Using Creative To Build Relationships
Thanks to Ann Handley at Marketing Profs for this post about a marvelous piece of creative.
Not just creative to please its creator, but an effort to make a routine communication — a mundane one in the hands of most marketers — both stand out and trigger an emotional connection.
What follows is a shipping confirmation email sent to a customer who had just ordered some music from CDBaby, the online music store …
“Your CDs have been gently taken from our CD Baby shelves with sterilized contamination-free gloves and placed onto a satin pillow.
A team of 50 employees inspected your CDs and polished them to make sure they were in the best possible condition before mailing.
Our packing specialist from Japan lit a candle and a hush fell over the crowd as he put your CDs into the finest gold-lined box that money can buy.

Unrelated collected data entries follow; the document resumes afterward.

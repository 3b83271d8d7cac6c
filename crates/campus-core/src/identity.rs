//! Callers, their coarse roles, and the self-declared profile.

use std::fmt;

use serde::{Deserialize, Serialize};
use uuid::Uuid;

use crate::validate::{ValidationErrors, require_text};

// ─── Identity ────────────────────────────────────────────────────────────────

/// An opaque reference to an authenticated caller.
///
/// The inner text is the principal as established by the authentication
/// layer; nothing else in the system interprets it.
#[derive(Debug, Clone, PartialEq, Eq, Hash, PartialOrd, Ord, Serialize, Deserialize)]
#[serde(transparent)]
pub struct Identity(String);

impl Identity {
  pub fn new(principal: impl Into<String>) -> Self { Self(principal.into()) }

  pub fn as_str(&self) -> &str { &self.0 }
}

impl fmt::Display for Identity {
  fn fmt(&self, f: &mut fmt::Formatter<'_>) -> fmt::Result {
    f.write_str(&self.0)
  }
}

impl std::str::FromStr for Identity {
  type Err = std::convert::Infallible;

  fn from_str(s: &str) -> Result<Self, Self::Err> { Ok(Self::new(s)) }
}

// ─── Role ────────────────────────────────────────────────────────────────────

/// Coarse capability tier bound to an [`Identity`].
#[derive(
  Debug,
  Clone,
  Copy,
  PartialEq,
  Eq,
  Hash,
  Serialize,
  Deserialize,
  strum::Display,
  strum::EnumString,
)]
#[serde(rename_all = "lowercase")]
#[strum(serialize_all = "lowercase")]
pub enum Role {
  Admin,
  User,
  Guest,
}

// ─── UserType ────────────────────────────────────────────────────────────────

/// The finer, self-declared kind of user stored in a [`Profile`].
#[derive(
  Debug,
  Clone,
  Copy,
  PartialEq,
  Eq,
  Hash,
  Serialize,
  Deserialize,
  strum::Display,
  strum::EnumString,
)]
#[serde(rename_all = "lowercase")]
#[strum(serialize_all = "lowercase")]
pub enum UserType {
  Admin,
  Teacher,
  Student,
  Guest,
}

// ─── Profile ─────────────────────────────────────────────────────────────────

/// The record a caller creates after first login.
#[derive(Debug, Clone, PartialEq, Eq, Serialize, Deserialize)]
pub struct Profile {
  pub name:      String,
  pub user_type: UserType,
  /// The student or teacher record this caller owns, once registered.
  #[serde(default)]
  pub entity_id: Option<Uuid>,
}

impl Profile {
  pub fn new(name: impl Into<String>, user_type: UserType) -> Self {
    Self {
      name: name.into(),
      user_type,
      entity_id: None,
    }
  }

  pub fn validate(&self) -> crate::Result<()> {
    let mut errors = ValidationErrors::new();
    require_text(&mut errors, "name", &self.name);
    if self.entity_id.is_some()
      && !matches!(self.user_type, UserType::Student | UserType::Teacher)
    {
      errors.push("entity_id", "only student and teacher profiles link a record");
    }
    errors.into_result()
  }
}

#[cfg(test)]
mod tests {
  use std::str::FromStr;

  use super::*;

  #[test]
  fn role_and_user_type_parse_lowercase() {
    assert_eq!(Role::from_str("admin").unwrap(), Role::Admin);
    assert_eq!(UserType::from_str("teacher").unwrap(), UserType::Teacher);
    assert_eq!(UserType::Guest.to_string(), "guest");
    assert!(Role::from_str("root").is_err());
  }

  #[test]
  fn profile_requires_name() {
    let err = Profile::new("  ", UserType::Student).validate().unwrap_err();
    assert_eq!(err.kind(), crate::ErrorKind::Validation);
  }

  #[test]
  fn guest_profile_cannot_link_entity() {
    let mut profile = Profile::new("Gus", UserType::Guest);
    profile.entity_id = Some(Uuid::new_v4());
    assert!(profile.validate().is_err());
  }

  #[test]
  fn identity_serialises_as_plain_string() {
    let json = serde_json::to_string(&Identity::new("alice")).unwrap();
    assert_eq!(json, "\"alice\"");
  }
}
//! `campus`: command-line client for the Campus school portal.
//!
//! # Usage
//!
//! ```text
//! campus --url http://localhost:8080 --user ada --password secret whoami
//! campus --config ~/.config/campus/config.toml route /student
//! campus students register --name "Ada Obi" --guardian "Grace Obi" \
//!   --contact "0161 496 0000" --class 7B
//! ```

use std::{path::PathBuf, process::ExitCode};

use anyhow::{Context, Result};
use campus_core::{
  Error, ErrorKind, Identity,
  approval::{ApprovalRecord, ApprovalStatus},
  exam::Exam,
  identity::{Profile, Role, UserType},
  roster::{Student, StudentRegistration, Teacher, TeacherRegistration},
};
use campus_portal::{
  Portal,
  client::{ApiClient, ApiConfig},
  notice::{Notice, NoticeLevel},
  route::Page,
  session::PasswordAuthenticator,
};
use chrono::NaiveDate;
use clap::{Parser, Subcommand};
use serde::Deserialize;
use tracing::level_filters::LevelFilter;
use tracing_subscriber::EnvFilter;
use uuid::Uuid;

// ─── CLI args ─────────────────────────────────────────────────────────────────

#[derive(Parser, Debug)]
#[command(name = "campus", about = "Command-line client for the Campus school portal")]
struct Args {
  /// Path to a TOML config file (url, username, password).
  #[arg(short, long, value_name = "FILE")]
  config: Option<PathBuf>,

  /// Base URL of the campus server (default: http://localhost:8080).
  #[arg(long, env = "CAMPUS_URL")]
  url: Option<String>,

  /// API username.
  #[arg(long, env = "CAMPUS_USER")]
  user: Option<String>,

  /// API password (plaintext).
  #[arg(long, env = "CAMPUS_PASSWORD")]
  password: Option<String>,

  #[command(subcommand)]
  command: Command,
}

#[derive(Subcommand, Debug)]
enum Command {
  /// Show who the server thinks you are.
  Whoami,
  /// Show which screen a page resolves to for you.
  Route {
    #[arg(default_value = "/")]
    path: String,
  },
  #[command(subcommand)]
  Profile(ProfileCommand),
  /// Ask an admin for access.
  RequestApproval,
  #[command(subcommand)]
  Approvals(ApprovalsCommand),
  #[command(subcommand)]
  Roles(RolesCommand),
  #[command(subcommand)]
  Students(StudentsCommand),
  #[command(subcommand)]
  Teachers(TeachersCommand),
  #[command(subcommand)]
  Exams(ExamsCommand),
}

#[derive(Subcommand, Debug)]
enum ProfileCommand {
  Show,
  Set {
    #[arg(long)]
    name:      String,
    /// admin, teacher, student or guest.
    #[arg(long = "type")]
    user_type: UserType,
  },
}

#[derive(Subcommand, Debug)]
enum ApprovalsCommand {
  /// Pending requests first, then decided ones.
  List,
  Set {
    identity: Identity,
    status:   ApprovalStatus,
  },
}

#[derive(Subcommand, Debug)]
enum RolesCommand {
  Assign { identity: Identity, role: Role },
}

#[derive(Subcommand, Debug)]
enum StudentsCommand {
  Register {
    #[arg(long)]
    name:     String,
    #[arg(long)]
    guardian: String,
    #[arg(long)]
    contact:  String,
    #[arg(long)]
    class:    String,
  },
  /// Every student (admin only).
  List,
  /// Approved students only.
  Approved,
  Show { id: Uuid },
  Approve {
    id:     Uuid,
    #[arg(default_value = "approved")]
    status: ApprovalStatus,
  },
}

#[derive(Subcommand, Debug)]
enum TeachersCommand {
  Register {
    #[arg(long)]
    name:     String,
    #[arg(long)]
    contact:  String,
    /// Repeat or comma-separate.
    #[arg(long = "subject", value_delimiter = ',')]
    subjects: Vec<String>,
    #[arg(long = "class", value_delimiter = ',')]
    classes:  Vec<String>,
  },
  List,
  Show { id: Uuid },
  Approve {
    id:     Uuid,
    #[arg(default_value = "approved")]
    status: ApprovalStatus,
  },
}

#[derive(Subcommand, Debug)]
enum ExamsCommand {
  List,
  Add {
    subject: String,
    /// YYYY-MM-DD
    date:    NaiveDate,
  },
  Show { id: Uuid },
  Mark {
    exam_id:    Uuid,
    student_id: Uuid,
    marks:      u32,
  },
}

// ─── Config file ──────────────────────────────────────────────────────────────

/// Shape of the optional TOML config file.
#[derive(Deserialize, Default)]
struct ConfigFile {
  #[serde(default)]
  url:      String,
  #[serde(default)]
  username: String,
  #[serde(default)]
  password: String,
}

// ─── Entry point ──────────────────────────────────────────────────────────────

#[tokio::main]
async fn main() -> ExitCode {
  tracing_subscriber::fmt()
    .with_writer(std::io::stderr)
    .with_env_filter(
      EnvFilter::builder()
        .with_default_directive(LevelFilter::WARN.into())
        .from_env_lossy(),
    )
    .init();

  let args = Args::parse();
  match run(args).await {
    Ok(()) => ExitCode::SUCCESS,
    Err(e) => {
      report(&e);
      ExitCode::FAILURE
    }
  }
}

/// The last line of defence: a short message plus what to try next.
fn report(err: &anyhow::Error) {
  match err.downcast_ref::<Error>() {
    Some(Error::Validation(fields)) => {
      eprintln!("error: some fields need attention");
      for e in &fields.0 {
        eprintln!("  {}: {}", e.field, e.message);
      }
    }
    Some(e) => {
      eprintln!("error: {e}");
      eprintln!("hint: {}", hint(e.kind()));
    }
    None => {
      eprintln!("error: something went wrong");
      eprintln!("  {err:#}");
    }
  }
}

fn hint(kind: ErrorKind) -> &'static str {
  match kind {
    ErrorKind::Unauthenticated => "check --user and --password (or CAMPUS_USER / CAMPUS_PASSWORD)",
    ErrorKind::Forbidden => "your account lacks access; ask an admin or run `campus route`",
    ErrorKind::NotFound => "check the id; list commands show what exists",
    ErrorKind::Validation => "fix the input and try again",
    ErrorKind::Conflict => "the record changed or was already decided; reload and retry",
    ErrorKind::Unavailable => "the server could not be reached; check --url and try again",
    ErrorKind::Busy => "wait for the earlier request to finish",
    ErrorKind::Internal => "this is a bug or a server fault; try again later",
  }
}

async fn run(args: Args) -> Result<()> {
  let file_cfg: ConfigFile = if let Some(path) = &args.config {
    let raw = std::fs::read_to_string(path)
      .with_context(|| format!("reading config file {}", path.display()))?;
    toml::from_str(&raw).context("parsing config file")?
  } else {
    ConfigFile::default()
  };

  // Flags override the config file, which overrides defaults.
  let config = ApiConfig {
    base_url: args
      .url
      .or_else(|| (!file_cfg.url.is_empty()).then(|| file_cfg.url.clone()))
      .unwrap_or_else(|| "http://localhost:8080".to_string()),
    username: args
      .user
      .or_else(|| (!file_cfg.username.is_empty()).then(|| file_cfg.username.clone()))
      .unwrap_or_default(),
    password: args
      .password
      .or_else(|| (!file_cfg.password.is_empty()).then(|| file_cfg.password.clone()))
      .unwrap_or_default(),
  };

  let portal: Portal<ApiClient> = Portal::new();
  portal.init().await;

  // Only `route` is meaningful without credentials.
  if config.username.is_empty() {
    if let Command::Route { path } = &args.command {
      println!("{}", portal.route(&Page::parse(path)).await);
      return Ok(());
    }
    return Err(Error::Unauthenticated.into());
  }

  let login = portal.login(&PasswordAuthenticator { config }).await;
  print_notices(portal.take_notices());
  login?;

  let result = dispatch(&portal, args.command).await;
  print_notices(portal.take_notices());
  result
}

async fn dispatch(portal: &Portal<ApiClient>, command: Command) -> Result<()> {
  match command {
    Command::Whoami => {
      let identity = portal.identity().await.ok_or(Error::Unauthenticated)?;
      let role = portal.role().await?;
      println!("{identity} ({role})");
    }
    Command::Route { path } => {
      println!("{}", portal.route(&Page::parse(&path)).await);
    }

    Command::Profile(ProfileCommand::Show) => match portal.profile().await? {
      Some(p) => print_profile(&p),
      None => println!("no profile yet; run `campus profile set`"),
    },
    Command::Profile(ProfileCommand::Set { name, user_type }) => {
      let mut profile = Profile::new(name, user_type);
      if let Some(existing) = portal.profile().await?
        && existing.user_type == user_type
      {
        profile.entity_id = existing.entity_id;
      }
      portal.save_profile(&profile).await?;
    }

    Command::RequestApproval => portal.request_approval().await?,

    Command::Approvals(ApprovalsCommand::List) => {
      let (pending, processed) = portal.approval_queue().await?;
      println!("pending ({}):", pending.len());
      pending.iter().for_each(print_approval);
      println!("processed ({}):", processed.len());
      processed.iter().for_each(print_approval);
    }
    Command::Approvals(ApprovalsCommand::Set { identity, status }) => {
      portal.set_approval(identity, status).await?;
    }

    Command::Roles(RolesCommand::Assign { identity, role }) => {
      portal.assign_role(identity, role).await?;
    }

    Command::Students(cmd) => students(portal, cmd).await?,
    Command::Teachers(cmd) => teachers(portal, cmd).await?,
    Command::Exams(cmd) => exams(portal, cmd).await?,
  }
  Ok(())
}

async fn students(portal: &Portal<ApiClient>, cmd: StudentsCommand) -> Result<()> {
  match cmd {
    StudentsCommand::Register { name, guardian, contact, class } => {
      let student = portal
        .register_student(&StudentRegistration {
          full_name:        name,
          guardian_name:    guardian,
          contact_number:   contact,
          class_assignment: class,
        })
        .await?;
      print_student(&student);
    }
    StudentsCommand::List => portal.students().await?.iter().for_each(print_student),
    StudentsCommand::Approved => {
      portal.approved_students().await?.iter().for_each(print_student)
    }
    StudentsCommand::Show { id } => {
      let student = portal
        .student(id)
        .await?
        .ok_or_else(|| Error::NotFound(format!("student {id}")))?;
      print_student(&student);
    }
    StudentsCommand::Approve { id, status } => portal.approve_student(id, status).await?,
  }
  Ok(())
}

async fn teachers(portal: &Portal<ApiClient>, cmd: TeachersCommand) -> Result<()> {
  match cmd {
    TeachersCommand::Register { name, contact, subjects, classes } => {
      let teacher = portal
        .register_teacher(&TeacherRegistration {
          full_name: name,
          contact_number: contact,
          subjects,
          classes,
        })
        .await?;
      print_teacher(&teacher);
    }
    TeachersCommand::List => portal.teachers().await?.iter().for_each(print_teacher),
    TeachersCommand::Show { id } => {
      let teacher = portal
        .teacher(id)
        .await?
        .ok_or_else(|| Error::NotFound(format!("teacher {id}")))?;
      print_teacher(&teacher);
    }
    TeachersCommand::Approve { id, status } => portal.approve_teacher(id, status).await?,
  }
  Ok(())
}

async fn exams(portal: &Portal<ApiClient>, cmd: ExamsCommand) -> Result<()> {
  match cmd {
    ExamsCommand::List => {
      for exam in portal.exams().await? {
        println!(
          "{}  {}  {}  ({} marks)",
          exam.exam_id,
          exam.exam_date,
          exam.subject,
          exam.marks.len()
        );
      }
    }
    ExamsCommand::Add { subject, date } => {
      let exam = portal.add_exam(&subject, date).await?;
      print_exam(&exam);
    }
    ExamsCommand::Show { id } => {
      let exam = portal
        .exam(id)
        .await?
        .ok_or_else(|| Error::NotFound(format!("exam {id}")))?;
      print_exam(&exam);
    }
    ExamsCommand::Mark { exam_id, student_id, marks } => {
      let mark = portal.record_mark(exam_id, student_id, marks).await?;
      println!("{}  {}  {}", mark.student_id, mark.marks, mark.grade);
    }
  }
  Ok(())
}

// ─── Output ───────────────────────────────────────────────────────────────────

fn print_notices(notices: Vec<Notice>) {
  for notice in notices {
    let tag = match notice.level {
      NoticeLevel::Info => "info",
      NoticeLevel::Success => "ok",
      NoticeLevel::Error => "failed",
    };
    eprintln!("[{tag}] {}", notice.message);
  }
}

fn print_profile(p: &Profile) {
  match p.entity_id {
    Some(id) => println!("{} ({}, record {id})", p.name, p.user_type),
    None => println!("{} ({})", p.name, p.user_type),
  }
}

fn print_approval(r: &ApprovalRecord) {
  match (&r.decided_by, r.decided_at) {
    (Some(by), Some(at)) => println!(
      "  {}  {}  requested {}  decided by {by} at {at}",
      r.subject, r.status, r.requested_at
    ),
    _ => println!("  {}  {}  requested {}", r.subject, r.status, r.requested_at),
  }
}

fn print_student(s: &Student) {
  println!(
    "{}  {}  class {}  guardian {}  {}  [{}]",
    s.student_id, s.full_name, s.class_assignment, s.guardian_name, s.contact_number, s.status
  );
}

fn print_teacher(t: &Teacher) {
  println!(
    "{}  {}  {}  subjects {}  classes {}  [{}]",
    t.teacher_id,
    t.full_name,
    t.contact_number,
    t.subjects.join(", "),
    t.classes.join(", "),
    t.status
  );
}

fn print_exam(e: &Exam) {
  println!("{}  {}  {}", e.exam_id, e.exam_date, e.subject);
  for mark in &e.marks {
    println!("  {}  {:>3}  {}", mark.student_id, mark.marks, mark.grade);
  }
}
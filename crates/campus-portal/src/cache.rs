//! The client-side query cache.
//!
//! Values are stored type-erased under their [`QueryKey`]. A generation
//! counter, bumped by [`QueryCache::clear`], guards against fetches that
//! started before a logout writing their results into the next session.

use std::{any::Any, collections::HashMap, sync::Arc};

use tokio::sync::RwLock;
use tracing::debug;

use crate::query::{QueryFamily, QueryKey};

type Entry = Arc<dyn Any + Send + Sync>;

#[derive(Default)]
struct CacheState {
  generation: u64,
  entries:    HashMap<QueryKey, Entry>,
}

#[derive(Default)]
pub struct QueryCache {
  state: RwLock<CacheState>,
}

impl QueryCache {
  pub fn new() -> Self { Self::default() }

  /// The current generation; pass it back to [`Self::put`].
  pub async fn generation(&self) -> u64 { self.state.read().await.generation }

  pub async fn get<T: Clone + 'static>(&self, key: &QueryKey) -> Option<T> {
    let state = self.state.read().await;
    let hit = state
      .entries
      .get(key)
      .and_then(|v| v.downcast_ref::<T>())
      .cloned();
    if hit.is_some() {
      debug!(?key, "cache hit");
    }
    hit
  }

  /// Store `value` unless the cache was cleared after `generation` was read.
  /// Returns whether the value was stored.
  pub async fn put<T: Send + Sync + 'static>(
    &self,
    key: QueryKey,
    generation: u64,
    value: T,
  ) -> bool {
    let mut state = self.state.write().await;
    if state.generation != generation {
      debug!(?key, "discarding result fetched before the cache was cleared");
      return false;
    }
    state.entries.insert(key, Arc::new(value));
    true
  }

  pub async fn invalidate(&self, families: &[QueryFamily]) {
    let mut state = self.state.write().await;
    let before = state.entries.len();
    state
      .entries
      .retain(|key, _| !families.contains(&key.family()));
    debug!(
      ?families,
      dropped = before - state.entries.len(),
      "cache invalidated"
    );
  }

  /// Drop everything and start a new generation.
  pub async fn clear(&self) {
    let mut state = self.state.write().await;
    state.entries.clear();
    state.generation += 1;
    debug!(generation = state.generation, "cache cleared");
  }
}

#[cfg(test)]
mod tests {
  use super::*;

  #[tokio::test]
  async fn put_then_get_same_type() {
    let cache = QueryCache::new();
    let generation = cache.generation().await;
    assert!(cache.put(QueryKey::IsAdmin, generation, true).await);
    assert_eq!(cache.get::<bool>(&QueryKey::IsAdmin).await, Some(true));
    assert_eq!(cache.get::<String>(&QueryKey::IsAdmin).await, None);
  }

  #[tokio::test]
  async fn stale_generation_is_discarded() {
    let cache = QueryCache::new();
    let generation = cache.generation().await;
    cache.clear().await;
    assert!(!cache.put(QueryKey::Role, generation, "admin".to_string()).await);
    assert!(cache.get::<String>(&QueryKey::Role).await.is_none());
  }

  #[tokio::test]
  async fn invalidate_drops_only_named_families() {
    let cache = QueryCache::new();
    let generation = cache.generation().await;
    cache.put(QueryKey::IsAdmin, generation, true).await;
    cache.put(QueryKey::Exams, generation, 3_u32).await;

    cache.invalidate(&[QueryFamily::Role]).await;
    assert!(cache.get::<bool>(&QueryKey::IsAdmin).await.is_none());
    assert_eq!(cache.get::<u32>(&QueryKey::Exams).await, Some(3));
  }
}
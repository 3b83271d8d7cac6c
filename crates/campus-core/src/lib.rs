//! Core types, rules and trait definitions for the Campus school portal.
//!
//! This crate is deliberately free of HTTP and database dependencies.
//! All other crates depend on it; it depends on nothing proprietary.

// We intentionally use native `async fn` in traits (stabilised in Rust 1.75).
// Suppress the advisory lint about `Send` bounds on the returned futures.
#![allow(async_fn_in_trait)]

pub mod approval;
pub mod backend;
pub mod error;
pub mod exam;
pub mod identity;
pub mod registry;
pub mod roster;
pub mod store;
pub mod validate;

pub use error::{Error, ErrorKind, Result};
pub use identity::Identity;
//! Field validation shared by the client forms and the registry.
//!
//! Validation runs twice: in the portal before anything is sent, and again in
//! the [`Registry`](crate::registry::Registry) so that a client skipping the
//! first pass cannot store malformed records.

use std::fmt;

use serde::{Deserialize, Serialize};

use crate::{Error, Result};

/// A single field-level problem.
#[derive(Debug, Clone, PartialEq, Eq, Serialize, Deserialize)]
pub struct FieldError {
  pub field:   String,
  pub message: String,
}

/// All problems found in one input, in field order.
#[derive(Debug, Clone, Default, PartialEq, Eq, Serialize, Deserialize)]
#[serde(transparent)]
pub struct ValidationErrors(pub Vec<FieldError>);

impl ValidationErrors {
  pub fn new() -> Self { Self::default() }

  pub fn push(&mut self, field: &str, message: impl Into<String>) {
    self.0.push(FieldError {
      field:   field.to_owned(),
      message: message.into(),
    });
  }

  pub fn is_empty(&self) -> bool { self.0.is_empty() }

  /// The message recorded for `field`, if any.
  pub fn get(&self, field: &str) -> Option<&str> {
    self
      .0
      .iter()
      .find(|e| e.field == field)
      .map(|e| e.message.as_str())
  }

  /// `Ok(())` when nothing was recorded, otherwise [`Error::Validation`].
  pub fn into_result(self) -> Result<()> {
    if self.is_empty() {
      Ok(())
    } else {
      Err(Error::Validation(self))
    }
  }
}

impl fmt::Display for ValidationErrors {
  fn fmt(&self, f: &mut fmt::Formatter<'_>) -> fmt::Result {
    let parts: Vec<String> = self
      .0
      .iter()
      .map(|e| format!("{}: {}", e.field, e.message))
      .collect();
    f.write_str(&parts.join("; "))
  }
}

const MAX_TEXT_LEN: usize = 200;

/// Record an error unless `value` has non-whitespace content of sane length.
pub fn require_text(errors: &mut ValidationErrors, field: &str, value: &str) {
  let trimmed = value.trim();
  if trimmed.is_empty() {
    errors.push(field, "is required");
  } else if trimmed.chars().count() > MAX_TEXT_LEN {
    errors.push(field, format!("must be at most {MAX_TEXT_LEN} characters"));
  }
}

/// Phone numbers: 7–15 digits, optionally separated by spaces, `-`, `(`, `)`
/// and a single leading `+`.
pub fn require_contact_number(
  errors: &mut ValidationErrors,
  field: &str,
  value: &str,
) {
  let trimmed = value.trim();
  if trimmed.is_empty() {
    errors.push(field, "is required");
    return;
  }

  let body = trimmed.strip_prefix('+').unwrap_or(trimmed);
  let allowed = body
    .chars()
    .all(|c| c.is_ascii_digit() || matches!(c, ' ' | '-' | '(' | ')'));
  let digits = body.chars().filter(char::is_ascii_digit).count();

  if !allowed {
    errors.push(field, "may only contain digits, spaces, '+', '-' and parentheses");
  } else if !(7..=15).contains(&digits) {
    errors.push(field, "must contain between 7 and 15 digits");
  }
}

/// Record an error when `values` has no non-blank entry, or any blank entry.
pub fn require_list(errors: &mut ValidationErrors, field: &str, values: &[String]) {
  if values.iter().all(|v| v.trim().is_empty()) {
    errors.push(field, "needs at least one entry");
  } else if values.iter().any(|v| v.trim().is_empty()) {
    errors.push(field, "entries must not be blank");
  }
}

We all had a wonderful celebration afterwards and the whole party marched down the street to the post office where the entire town of Portland waved 'Bon Voyage!' to your package, on its way to you, in our private CD Baby jet on this day, Sunday, November 18th.
I hope you had a wonderful time shopping at CD Baby. We sure did.
Your picture is on our wall as 'Customer of the Year.' We're all exhausted but can't wait for you to come back to CDBABY.COM!!
Thank you, thank you, thank you!
No communication from your nonprofit should be permitted to be mundane. Not one.
Every one creates an impression. Every one gives you the opportunity to express the personality of your organization. To stand out. To build an emotional connection.
“Edgy” isn't the answer for every organization. What you're shooting for is “authentic” and “memorable.”
Make a resolution today: “I will find the most boring communication my organization routinely issues, and make it sing.”